Women showrunners get credit for reshaping TV worldview
We hear you, straight white guys. You hardly see yourselves on TV anymore. Seems like it’s all black people, LGBT people, chubby chicks, prison inmates and female butt-kickers now. Whom can you guys identity with? Must be frustrating.
Welcome to the club of “other” viewers. TV used to be dominated by the “universal” worldview of “ordinary” people — as defined by the mostly male series makers. Men were the default focus of stories supplying them with housewife helpmates, minority background faces and virtually no sexual orientations/identities other than their own. This cultural norm left “different” people on the sidelines, outside looking in. Until those “other” perspectives got a foot in the door, over the past 30 years, and especially the past 15. That expanding focus is chronicled in TV critic Joy Press’ scrupulously reported and lovingly written history “Stealing the Show,” subtitled “How Women Are Revolutionizing Television.” Press builds her chronological chapters around talks with series originators who just happen to be women, and who have redefined TV-normal by placing characters who just happen to be women/gay/whatever at the forefront.
Shows can now evoke “how it feels to be … a woman instead of what it’s like to look at them,” says Jill Soloway, creator of Amazon’s acclaimed “Transparent” tale of fluid identity, transsexual and otherwise. Soloway revels in embracing the self-assurance that mainstream men have, “since they were born that it is their job to take up space and run.”
The idea of woman as center of her own universe, flaunting her opinions and finding her power, got its network TV kick-start from late-’80s sitcom “Murphy Brown,” contends Press. Candice Bergen’s bulldozing TV reporter was living “without any man in her life helping her out,” says series creator Diane English. Roseanne Barr’s “Roseanne” took that attitude home, as her working-class wife battled, Press writes, “to be a decent mom while making a living and not entirely letting go of her sense of self.”
“Roseanne” writer Amy Sherman-Palladino would go on to create The WB’s “Gilmore Girls,” reclaiming the term “girls” to describe its core relationship between a BFF mom and teen daughter. Their ultra-literate chatter upended what Press calls “a presumption that relegated a female-driven show to the cultural margins.”
(Here’s your cultural impact: “Gilmore” has already been revived by Netflix; the “Roseanne” cast picks up 20 years later on ABC on March 27; “Murphy” is due back on CBS this fall.)

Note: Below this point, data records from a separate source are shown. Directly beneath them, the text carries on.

use thiserror::Error;

/// Failure reported by a remote backend call.
#[derive(Debug, Clone, PartialEq, Eq, Error)]
pub enum BackendError {
    /// The request never produced a usable response: network failure, or a
    /// non-2xx status whose body carried no readable message.
    #[error("{message}")]
    Transport { message: String },
    /// The backend answered with a structured error body.
    #[error("{message}")]
    Server { status: u16, message: String },
}

impl BackendError {
    #[must_use]
    pub fn transport(message: impl Into<String>) -> Self {
        Self::Transport {
            message: message.into(),
        }
    }

    #[must_use]
    pub fn server(status: u16, message: impl Into<String>) -> Self {
        Self::Server {
            status,
            message: message.into(),
        }
    }

    #[must_use]
    pub fn message(&self) -> &str {
        match self {
            Self::Transport { message } | Self::Server { message, .. } => message,
        }
    }

    #[must_use]
    pub fn status(&self) -> Option<u16> {
        match self {
            Self::Transport { .. } => None,
            Self::Server { status, .. } => Some(*status),
        }
    }
}

/// Input rejected locally, before anything is sent over the network.
#[derive(Debug, Clone, PartialEq, Eq, Error)]
pub enum ValidationError {
    #[error("query is empty")]
    EmptyQuery,
    #[error("prompt is empty")]
    EmptyPrompt,
    #[error("{field} is required")]
    MissingField { field: &'static str },
    #[error("localhost connections are not supported by the remote backend (host `{host}`); use a reachable database host")]
    LoopbackHost { host: String },
    #[error("no active database connection")]
    NotConnected,
    #[error("`{keyword}` statements require admin privileges")]
    PrivilegeRequired { keyword: String },
    #[error("invalid database name `{name}`: use letters, digits and underscores")]
    InvalidDatabaseName { name: String },
    #[error("creating databases is not supported for {kind}")]
    UnsupportedForKind { kind: &'static str },
}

With her 2005 stealth hospital hit “Grey’s Anatomy,” creator Shonda Rhimes kicked the doors wide open, casting women, blacks, gays and more “others” in lead roles written as if they were all, y’know, “regular” people. That approach built Rhimes into a production powerhouse handling up to a halfdozen dramas at a time.
Meanwhile, women writer-actors were demanding attention on-screen, too — Tina Fey on “Saturday Night Live” and “30 Rock,” Mindy Kaling on “The Mindy Project.”
Cable and streaming offered even greater freedom. HBO’s “Girls” stormed the “last frontier,” explicit female sexuality. Creator-star Lena Dunham’s average body, often seen casually naked, shocked male viewers long accustomed to model-thin women glammed up to please the “male gaze.” That subversion multiplied on Comedy Central’s sketch satire “Inside Amy Schumer” and girlbuddy-com “Broad City,” two more distinctive lenses on their creator-stars’ gender-fueled worldviews.
The personal tack extends behind the camera. Press explores how her showrunners encourage cast/crew bonding to “cultivate intimacy” and create a “safety bubble” in which to explore daring ideas. That embrace also extends to viewers, through the connective online blogs and social media embraced by women. Fans feel a keener sort of kinship, while social media’s amplifying power drives cultural impact.